Andi menambahkan Tim Gabungan Pencari Fakta (TGPF) Mei 98 padahal telah memverfikasi adanya 85 perempuan korban kekerasan seksual pada peristiwa Mei 1998, dengan rincian 52 korban perkosaan, 14 korban perkosaan dengan penganiayaan, 10 korban penyerangan/penganiayaan seksual dan sembilan orang korban pelecehan seksual.

TGPF Mei 1998 juga mengindentikasikan bahwa sebagian besar korban kekerasan seksual adalah berasal dari etnis Tionghoa, dan sebagaian besar kasus perkosaan adalah “gang rape”, atau pemerkosaan oleh sejumlah orang secara bergantian pada waktu yang sama. Kebanyakan kasus perkosaan juga dilakukan di hadapan orang lain, ujarnya.

Komisioner Komnas Perempuan lainnya, Sylvana Maria Apituley menilai tidak adanya kemauan yang baik dari pemerintah untuk menyelesaikan kasus ini. Hak atas kebenaran, keadilan serta pemulihan seharusnya diberikan untuk para korban, ujarnya.
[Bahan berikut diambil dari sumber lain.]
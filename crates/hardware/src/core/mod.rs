//! Core processor implementation.
//!
//! This module contains the machine state (register file, data memory and
//! instruction queue), the ALU, and the pipeline that moves instructions
//! between them.

/// Architectural storage (data memory, instruction queue).
pub mod arch;

/// CPU state container.
pub mod cpu;

/// Instruction pipeline implementation (engine, stages, latches, hazards).
pub mod pipeline;

/// Execution units (ALU).
pub mod units;

pub use self::cpu::Cpu;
“Hak korban atas pemulihan tidak mungkin dilepas dari hak korban atas kebenaran jadi pengungkapan kebenaran menjadi syarat dari keadilan dan pemulihan korban. Sehingga tidak mungkin ada keadilan dan pemulihan tanpa ada pengungkapan kebenaran. Jadi pengungkapan kebenaran tidak sama dengan kegaduhan baru yang bisa menimbulkan persoalan baru,” ujarnya.

Juru Bicara Presiden Julian Aldrin Pasha mengatakan saat ini ia belum dapat memberikan komentar terkait hal tersebut.

“Saya harus konsultasikan dulu ini, bagaimana, kan tidak mungkin saya langsung menyampaikan pandangan saya. Tidak mungkin saya menyampaikan sesuatu yang tidak sama dengan beliau (presiden) kan,” ujarnya.

Pada Tragedi Mei 1998, sejumlah pelanggaran hak asasi manusia terjadi seperti kasus penculikan dan penghilangan orang secara paksa, penembakan mahasiswa Trisakti oleh aparat keamanan yang menewaskan empat mahasiswa dan pembakaran serta kasus kekerasan seksual.